Static Topic Bridges
The Transgender Persons (Protection of Rights) Act, 2019
The 2019 Act was the first comprehensive central legislation recognising and protecting transgender persons. It defined a transgender person under Section 4 and included, crucially under Section 4(2), the right to self-perceived gender identity. The Act established rights against discrimination in education, employment, and healthcare, and mandated welfare measures by state and central governments. However, it was widely criticised for the contradiction between its stated right to self-identification (Section 4(2)) and its requirement under Sections 5–6 that a person apply to a District Magistrate and pass before a screening committee to receive a gender recognition certificate — a process activists argued reinstated state gatekeeping over gender identity.
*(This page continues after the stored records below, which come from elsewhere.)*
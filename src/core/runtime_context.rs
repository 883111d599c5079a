use std::sync::atomic::{AtomicU64, Ordering};

/// Source of attempt identifiers.
pub trait IdGenerator: Send + Sync {
    fn next_id(&self) -> String;
}

// --- Real implementation ---

#[derive(Debug, Default)]
pub struct RealIdGenerator;

impl IdGenerator for RealIdGenerator {
    fn next_id(&self) -> String {
        uuid::Uuid::new_v4().to_string()
    }
}

// --- Fake implementation ---

/// Deterministic ids (`prefix-1`, `prefix-2`, ...) for tests.
#[derive(Debug)]
pub struct FakeIdGenerator {
    prefix: String,
    counter: AtomicU64,
}

impl FakeIdGenerator {
    pub fn new(prefix: impl Into<String>) -> Self {
        Self {
            prefix: prefix.into(),
            counter: AtomicU64::new(0),
        }
    }
}

impl IdGenerator for FakeIdGenerator {
    fn next_id(&self) -> String {
        let n = self.counter.fetch_add(1, Ordering::Relaxed) + 1;
        format!("{}-{}", self.prefix, n)
    }
}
- Enacted: Transgender Persons (Protection of Rights) Act, 2019 (No. 40 of 2019)
- Section 4(1): Right to be recognised as a transgender person
- Section 4(2) (now omitted by 2026 Amendment): Right to self-perceived gender identity
- Sections 5–6: Certificate of identity procedure via District Magistrate
- Section 18: Offences and penalties (original provisions)
Connection to this news: The 2026 Amendment removes Section 4(2), the very provision that codified NALSA's core holding on self-identification, making the new definition medicalised and identity-restrictive rather than self-determined.
NALSA v. Union of India (2014) — Landmark Transgender Rights Judgment
The Supreme Court in National Legal Services Authority (NALSA) v. Union of India (April 15, 2014) delivered a transformative judgment recognising transgender persons as a third gender and affirming their fundamental rights. The two-judge bench (Justice K.S. Radhakrishnan and Justice A.K. Sikri) held that gender identity is an innate perception and cannot be reduced to biological characteristics. The Court grounded its reasoning in Articles 14, 15, 16, 19(1)(a), and 21 of the Constitution, holding that the right to dignity under Article 21 encompasses recognition of one's self-perceived gender identity. It directed Centre and State Governments to legally recognise gender identity — male, female, or third gender — as chosen by the individual, without requiring surgery or medical certification.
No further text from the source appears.